Promoting tissue regeneration by modulating the immune system.

Author information

1
European Molecular Biology Laboratory Australia, Australian Regenerative Medicine Institute, Monash University, Victoria 3800, Australia.
2
Institute for Molecular Engineering, University of Chicago, Chicago, IL 60637, USA.
3
European Molecular Biology Laboratory Australia, Australian Regenerative Medicine Institute, Monash University, Victoria 3800, Australia. Electronic address: mikael.martino@monash.edu.

Abstract

The immune system plays a central role in tissue repair and regeneration. Indeed, the immune response to tissue injury is crucial in determining the speed and the outcome of the healing process, including the extent of scarring and the restoration of organ function. Therefore, controlling immune components via biomaterials and drug delivery systems is becoming an attractive approach in regenerative medicine, since therapies based on stem cells and growth factors have not yet proven to be broadly effective in the clinic. To integrate the immune system into regenerative strategies, one of the first challenges is to understand the precise functions of the different immune components during the tissue healing process. While remarkable progress has been made, the immune mechanisms involved are still elusive, and there is indication for both negative and positive roles depending on the tissue type or organ and life stage. It is well recognized that the innate immune response comprising danger signals, neutrophils and macrophages modulates tissue healing. In addition, it is becoming evident that the adaptive immune response, in particular T cell subset activities, plays a critical role. In this review, we first present an overview of the basic immune mechanisms involved in tissue repair and regeneration. Then, we highlight various approaches based on biomaterials and drug delivery systems that aim at modulating these mechanisms to limit fibrosis and promote regeneration. We propose that the next generation of regenerative therapies may evolve from typical biomaterial-, stem cell-, or growth factor-centric approaches to an immune-centric approach.

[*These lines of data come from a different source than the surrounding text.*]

use crate::config::{ArtisanConfig, CatalogBackend, CatalogConfig, GenaiConfig};
use crate::handlers;
use crate::services::providers::{GeminiConfig, GeminiTextProvider, TextProvider};
use crate::services::{
    CatalogStore, ImageEnhancer, InMemoryCatalog, LocalStorage, MongoCatalog, PhotoEnhancer,
    Storage, Storyteller,
};
use axum::{
    extract::DefaultBodyLimit,
    http::{header, HeaderValue},
    middleware::from_fn,
    routing::{get, post, put},
    Router,
};
use service_core::error::AppError;
use service_core::middleware::{
    metrics_middleware, request_id_middleware, security_headers_middleware, REQUEST_ID_HEADER,
};
use std::net::SocketAddr;
use std::sync::Arc;
use std::time::Duration;
use tokio::net::TcpListener;
use tokio::signal;
use tower_http::{
    cors::CorsLayer, limit::RequestBodyLimitLayer, services::ServeDir,
    set_header::SetResponseHeader, trace::TraceLayer,
};

/// Room for the non-file multipart fields on top of the upload ceiling.
const FORM_OVERHEAD_BYTES: usize = 1024 * 1024;

/// Media responses never run scripts or load subresources.
const STATIC_CSP: &str = "default-src 'none'; sandbox";

#[derive(Clone)]
pub struct AppState {
    pub config: ArtisanConfig,
    pub catalog: Arc<dyn CatalogStore>,
    /// Enhanced images, served under `/static`.
    pub storage: Arc<dyn Storage>,
    /// Raw uploads, never served.
    pub originals: Arc<dyn Storage>,
    pub enhancer: Arc<dyn ImageEnhancer>,
    pub storyteller: Storyteller,
}

impl AppState {
    pub fn backend_origin(&self) -> Option<&str> {
        self.config.public.backend_origin.as_deref()
    }
}

pub struct Application {
    port: u16,
    listener: TcpListener,
    router: Router,
    state: AppState,
}

impl Application {
    pub async fn build(config: ArtisanConfig) -> Result<Self, AppError> {
        let provider = text_provider(&config.genai);
        Self::build_with_provider(config, provider).await
    }

    /// Build with an explicit GenAI provider; `None` runs on fallbacks only.
    pub async fn build_with_provider(
        config: ArtisanConfig,
        provider: Option<Arc<dyn TextProvider>>,
    ) -> Result<Self, AppError> {
        let catalog = catalog_store(&config.catalog).await?;

        if config.media.originals_dir.starts_with(&config.media.dir) {
            return Err(AppError::ConfigError(anyhow::anyhow!(
                "ORIGINALS_DIR {} must not be inside the served MEDIA_DIR {}",
                config.media.originals_dir.display(),
                config.media.dir.display()
            )));
        }
        let storage = media_storage(&config.media.dir).await?;
        let originals = media_storage(&config.media.originals_dir).await?;

        let state = AppState {
            storyteller: Storyteller::new(provider, config.genai.strict),
            config: config.clone(),
            catalog,
            storage,
            originals,
            enhancer: Arc::new(PhotoEnhancer::new()),
        };

        let router = router(state.clone());

        let addr = SocketAddr::from(([0, 0, 0, 0], config.common.port));
        let listener = TcpListener::bind(addr).await.map_err(|e| {
            tracing::error!("Failed to bind TCP listener to {}: {}", addr, e);
            AppError::from(e)
        })?;
        let port = listener.local_addr()?.port();

        tracing::info!("Listening on {}", port);

        Ok(Self {
            port,
            listener,
            router,
            state,
        })
    }

    pub fn port(&self) -> u16 {
        self.port
    }

    pub fn state(&self) -> &AppState {
        &self.state
    }

    pub async fn run_until_stopped(self) -> std::io::Result<()> {
        axum::serve(self.listener, self.router)
            .with_graceful_shutdown(shutdown_signal())
            .await
    }
}

pub fn router(state: AppState) -> Router {
    let body_limit = state.config.media.max_upload_bytes + FORM_OVERHEAD_BYTES;
    let static_files = SetResponseHeader::overriding(
        ServeDir::new(&state.config.media.dir),
        header::CONTENT_SECURITY_POLICY,
        HeaderValue::from_static(STATIC_CSP),
    );

    Router::new()
        .route("/", get(handlers::root))
        .route("/health", get(handlers::health_check))
        .route("/ready", get(handlers::readiness_check))
        .route("/metrics", get(handlers::metrics))
        .route("/check-gemini", get(handlers::check_gemini))
        .route("/register_artisan", post(handlers::register_artisan))
        .route(
            "/artisan/:id",
            get(handlers::get_artisan).put(handlers::update_artisan),
        )
        .route("/find_artisan", get(handlers::find_artisan))
        .route("/upload_product", post(handlers::upload_product))
        .route(
            "/product/:id",
            put(handlers::update_product).delete(handlers::delete_product),
        )
        .route("/search", get(handlers::search))
        .route("/image/:product_id", get(handlers::get_image))
        .route("/story/questions", get(handlers::story_questions))
        .route("/story/generate", post(handlers::generate_story))
        .nest_service("/static", static_files)
        .layer(DefaultBodyLimit::disable())
        .layer(RequestBodyLimitLayer::new(body_limit))
        .layer(CorsLayer::permissive())
        .layer(from_fn(security_headers_middleware))
        .layer(from_fn(metrics_middleware))
        .layer(
            TraceLayer::new_for_http().make_span_with(|request: &axum::http::Request<_>| {
                let request_id = request
                    .headers()
                    .get(REQUEST_ID_HEADER)
                    .and_then(|value| value.to_str().ok())
                    .unwrap_or("-");

                tracing::info_span!(
                    "http_request",
                    request_id = %request_id,
                    method = %request.method(),
                    uri = %request.uri(),
                    version = ?request.version(),
                )
            }),
        )
        .layer(from_fn(request_id_middleware))
        .with_state(state)
}

/// Gemini provider when a key is configured.
pub fn text_provider(config: &GenaiConfig) -> Option<Arc<dyn TextProvider>> {
    let Some(api_key) = config.api_key.clone().filter(|_| config.key_present()) else {
        tracing::warn!("GenAI API key not configured; artisan bios will use the raw text");
        return None;
    };

    match GeminiTextProvider::new(GeminiConfig {
        api_key,
        model: config.text_model.clone(),
        base_url: config.base_url.clone(),
        timeout: Duration::from_secs(config.timeout_secs),
    }) {
        Ok(provider) => {
            tracing::info!(model = %config.text_model, "Gemini provider initialized");
            Some(Arc::new(provider))
        }
        Err(e) => {
            tracing::error!("Failed to initialize Gemini provider: {}", e);
            None
        }
    }
}

async fn media_storage(dir: &std::path::Path) -> Result<Arc<dyn Storage>, AppError> {
    let storage = LocalStorage::new(dir).await.map_err(|e| {
        tracing::error!("Failed to initialize media directory {}: {}", dir.display(), e);
        e
    })?;
    Ok(Arc::new(storage))
}

async fn catalog_store(config: &CatalogConfig) -> Result<Arc<dyn CatalogStore>, AppError> {
    match config.backend {
        CatalogBackend::Mongo => {
            let mongo = config.mongodb.as_ref().ok_or_else(|| {
                AppError::ConfigError(anyhow::anyhow!("MongoDB settings missing for mongodb backend"))
            })?;
            let catalog = MongoCatalog::connect(&mongo.uri, &mongo.database).await?;
            catalog.initialize_indexes().await.map_err(|e| {
                tracing::error!("Failed to initialize database indexes: {}", e);
                e
            })?;
            Ok(Arc::new(catalog))
        }
        CatalogBackend::Memory => {
            tracing::warn!("Using in-memory catalog; data is lost on restart");
            Ok(Arc::new(InMemoryCatalog::new()))
        }
    }
}

async fn shutdown_signal() {
    let ctrl_c = async {
        if let Err(e) = signal::ctrl_c().await {
            tracing::error!("Failed to install Ctrl+C handler: {}", e);
            std::future::pending::<()>().await;
        }
    };

    #[cfg(unix)]
    let terminate = async {
        match signal::unix::signal(signal::unix::SignalKind::terminate()) {
            Ok(mut stream) => {
                stream.recv().await;
            }
            Err(e) => {
                tracing::error!("Failed to install SIGTERM handler: {}", e);
                std::future::pending::<()>().await;
            }
        }
    };

    #[cfg(not(unix))]
    let terminate = std::future::pending::<()>();

    tokio::select! {
        _ = ctrl_c => {
            tracing::info!("Received SIGINT, starting graceful shutdown");
        },
        _ = terminate => {
            tracing::info!("Received SIGTERM, starting graceful shutdown");
        },
    }
}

STATEMENT OF SIGNIFICANCE:

Most regenerative strategies have not yet proven to be safe or reasonably efficient in the clinic. In addition to stem cells and growth factors, the immune system plays a crucial role in the tissue healing process. Here, we propose that controlling the immune-mediated mechanisms of tissue repair and regeneration may support existing regenerative strategies or could be an alternative to using stem cells and growth factors. The first part of this review we highlight key immune mechanisms involved in the tissue healing process and marks them as potential target for designing regenerative strategies. In the second part, we discuss various approaches using biomaterials and drug delivery systems that aim at modulating the components of the immune system to promote tissue regeneration.

KEYWORDS:

Biomaterials; Cytokines; Drug delivery systems; Fibrosis; Immune system; Inflammation; Macrophages; Regenerative medicine; Scarring; T cells

PMID:
28119112
DOI:
10.1016/j.actbio.2017.01.056
[Indexed for MEDLINE]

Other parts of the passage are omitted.